◆ **What to do**
Look through the data below and extract, unchanged, the lines from the one that contains "pub struct ScoreBreakdown" to the one that contains "pub fn matched_categories(&self)", both included.

Stored data entries
···

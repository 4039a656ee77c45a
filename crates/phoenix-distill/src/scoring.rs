//! Table-driven pattern scoring
//!
//! Every analyzer in this crate is a configuration of the same engine: a
//! [`PatternTable`] made of weighted [`PatternCategory`] entries, each holding
//! case-insensitive regexes or lowercase keywords.
//!
//! ```text
//! category score = scaling(hits, total)
//! table score    = clamp(Σ weight × category score, 0, 1)
//! ```
//!
//! A matcher counts once per text for hit-rates; occurrence counts and
//! excerpt extraction are available separately for depth measurements.

use phoenix_common::AnalysisError;
use regex::{Regex, RegexBuilder};
use serde::Serialize;

use crate::text::TextSample;

/// How raw hit counts are turned into a [0, 1] category score
#[derive(Debug, Clone, Copy, PartialEq, Eq, Serialize)]
#[serde(rename_all = "snake_case")]
pub enum Scaling {
    /// ln(m + 1) / ln(n + 1)
    Logarithmic,
    /// √m / √n
    SquareRoot,
    /// m / n
    Linear,
}

impl Scaling {
    pub fn apply(&self, hits: usize, total: usize) -> f64 {
        if total == 0 || hits == 0 {
            return 0.0;
        }
        let m = hits as f64;
        let n = total as f64;
        let score = match self {
            Scaling::Logarithmic => (m + 1.0).ln() / (n + 1.0).ln(),
            Scaling::SquareRoot => m.sqrt() / n.sqrt(),
            Scaling::Linear => m / n,
        };
        score.min(1.0)
    }
}

/// A single case-insensitive regex or lowercase keyword
#[derive(Debug, Clone)]
pub enum Matcher {
    Regex(Regex),
    Keyword(String),
}

impl Matcher {
    /// Compile a case-insensitive regex matcher
    pub fn regex(pattern: &str) -> Result<Self, AnalysisError> {
        RegexBuilder::new(pattern)
            .case_insensitive(true)
            .build()
            .map(Matcher::Regex)
            .map_err(|e| AnalysisError::InvalidPattern {
                pattern: pattern.to_string(),
                reason: e.to_string(),
            })
    }

    /// Substring keyword matcher, compared against lowercased text
    pub fn keyword(keyword: &str) -> Self {
        Matcher::Keyword(keyword.to_lowercase())
    }

    pub fn is_match(&self, text: &TextSample<'_>) -> bool {
        match self {
            Matcher::Regex(re) => re.is_match(text.raw()),
            Matcher::Keyword(kw) => !kw.is_empty() && text.lower().contains(kw.as_str()),
        }
    }

    /// Number of non-overlapping occurrences
    pub fn occurrences(&self, text: &TextSample<'_>) -> usize {
        match self {
            Matcher::Regex(re) => re.find_iter(text.raw()).count(),
            Matcher::Keyword(kw) if kw.is_empty() => 0,
            Matcher::Keyword(kw) => text.lower().matches(kw.as_str()).count(),
        }
    }

    /// Up to `limit` matched excerpts in order of appearance
    pub fn excerpts(&self, text: &TextSample<'_>, limit: usize) -> Vec<String> {
        match self {
            Matcher::Regex(re) => re
                .find_iter(text.raw())
                .take(limit)
                .map(|m| m.as_str().to_string())
                .collect(),
            Matcher::Keyword(kw) => {
                if limit > 0 && self.is_match(text) {
                    vec![kw.clone()]
                } else {
                    Vec::new()
                }
            }
        }
    }

    pub fn pattern(&self) -> &str {
        match self {
            Matcher::Regex(re) => re.as_str(),
            Matcher::Keyword(kw) => kw,
        }
    }
}

/// A named, weighted group of matchers
#[derive(Debug, Clone)]
pub struct PatternCategory {
    pub name: String,
    pub weight: f64,
    pub scaling: Scaling,
    matchers: Vec<Matcher>,
}

impl PatternCategory {
    pub fn new(name: impl Into<String>, weight: f64, scaling: Scaling) -> Self {
        Self {
            name: name.into(),
            weight,
            scaling,
            matchers: Vec::new(),
        }
    }

    /// Add case-insensitive regex matchers
    pub fn with_regexes(mut self, patterns: &[&str]) -> Result<Self, AnalysisError> {
        for pattern in patterns {
            self.matchers.push(Matcher::regex(pattern)?);
        }
        Ok(self)
    }

    /// Add keyword matchers
    pub fn with_keywords(mut self, keywords: &[&str]) -> Self {
        self.matchers
            .extend(keywords.iter().map(|kw| Matcher::keyword(kw)));
        self
    }

    pub fn matchers(&self) -> &[Matcher] {
        &self.matchers
    }

    pub fn len(&self) -> usize {
        self.matchers.len()
    }

    pub fn is_empty(&self) -> bool {
        self.matchers.is_empty()
    }

    /// Number of matchers that match at least once
    pub fn hits(&self, text: &TextSample<'_>) -> usize {
        self.matchers.iter().filter(|m| m.is_match(text)).count()
    }

    /// Total occurrences over all matchers
    pub fn occurrences(&self, text: &TextSample<'_>) -> usize {
        self.matchers.iter().map(|m| m.occurrences(text)).sum()
    }

    pub fn score(&self, text: &TextSample<'_>) -> f64 {
        self.scaling.apply(self.hits(text), self.matchers.len())
    }

    /// Up to `per_matcher` excerpts from each matcher, concatenated
    pub fn excerpts(&self, text: &TextSample<'_>, per_matcher: usize) -> Vec<String> {
        self.matchers
            .iter()
            .flat_map(|m| m.excerpts(text, per_matcher))
            .collect()
    }

    /// Keywords (or patterns) of the matchers that hit
    pub fn matched_patterns(&self, text: &TextSample<'_>) -> Vec<String> {
        self.matchers
            .iter()
            .filter(|m| m.is_match(text))
            .map(|m| m.pattern().to_string())
            .collect()
    }
}

/// Score of one category within a breakdown
#[derive(Debug, Clone, PartialEq, Serialize)]
pub struct CategoryScore {
    pub name: String,
    pub hits: usize,
    pub total: usize,
    pub score: f64,
    pub weight: f64,
}

/// Per-category scores plus the weighted aggregate
#[derive(Debug, Clone, PartialEq, Serialize)]
pub struct ScoreBreakdown {
    pub categories: Vec<CategoryScore>,
    pub aggregate: f64,
}

impl ScoreBreakdown {
    pub fn get(&self, name: &str) -> Option<&CategoryScore> {
        self.categories.iter().find(|c| c.name == name)
    }

    /// Score of a category, 0.0 if absent
    pub fn score_of(&self, name: &str) -> f64 {
        self.get(name).map(|c| c.score).unwrap_or(0.0)
    }

    pub fn hits_of(&self, name: &str) -> usize {
        self.get(name).map(|c| c.hits).unwrap_or(0)
    }

    pub fn total_hits(&self) -> usize {
        self.categories.iter().map(|c| c.hits).sum()
    }

    /// Number of categories with at least one hit
    pub fn matched_categories(&self) -> usize {
        self.categories.iter().filter(|c| c.hits > 0).count()
    }
}

/// An ordered set of weighted categories
#[derive(Debug, Clone)]
pub struct PatternTable {
    pub name: String,
    categories: Vec<PatternCategory>,
}

impl PatternTable {
    pub fn new(name: impl Into<String>) -> Self {
        Self {
            name: name.into(),
            categories: Vec::new(),
        }
    }

    pub fn with_category(mut self, category: PatternCategory) -> Self {
        self.categories.push(category);
        self
    }

    pub fn push(&mut self, category: PatternCategory) {
        self.categories.push(category);
    }

    pub fn category(&self, name: &str) -> Option<&PatternCategory> {
        self.categories.iter().find(|c| c.name == name)
    }

    pub fn categories(&self) -> &[PatternCategory] {
        &self.categories
    }

    pub fn total_weight(&self) -> f64 {
        self.categories.iter().map(|c| c.weight).sum()
    }

    /// Score text against every category
    pub fn score(&self, text: &TextSample<'_>) -> ScoreBreakdown {
        let categories: Vec<CategoryScore> = self
            .categories
            .iter()
            .map(|category| {
                let hits = category.hits(text);
                let total = category.len();
                CategoryScore {
                    name: category.name.clone(),
                    hits,
                    total,
                    score: category.scaling.apply(hits, total),
                    weight: category.weight,
                }
            })
            .collect();

        let aggregate = categories
            .iter()
            .map(|c| c.score * c.weight)
            .sum::<f64>()
            .clamp(0.0, 1.0);

        ScoreBreakdown {
            categories,
            aggregate,
        }
    }
}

···

◆ **Task result**
pub struct ScoreBreakdown {
    pub categories: Vec<CategoryScore>,
    pub aggregate: f64,
}

impl ScoreBreakdown {
    pub fn get(&self, name: &str) -> Option<&CategoryScore> {
        self.categories.iter().find(|c| c.name == name)
    }

    /// Score of a category, 0.0 if absent
    pub fn score_of(&self, name: &str) -> f64 {
        self.get(name).map(|c| c.score).unwrap_or(0.0)
    }

    pub fn hits_of(&self, name: &str) -> usize {
        self.get(name).map(|c| c.hits).unwrap_or(0)
    }

    pub fn total_hits(&self) -> usize {
        self.categories.iter().map(|c| c.hits).sum()
    }

    /// Number of categories with at least one hit
    pub fn matched_categories(&self) -> usize {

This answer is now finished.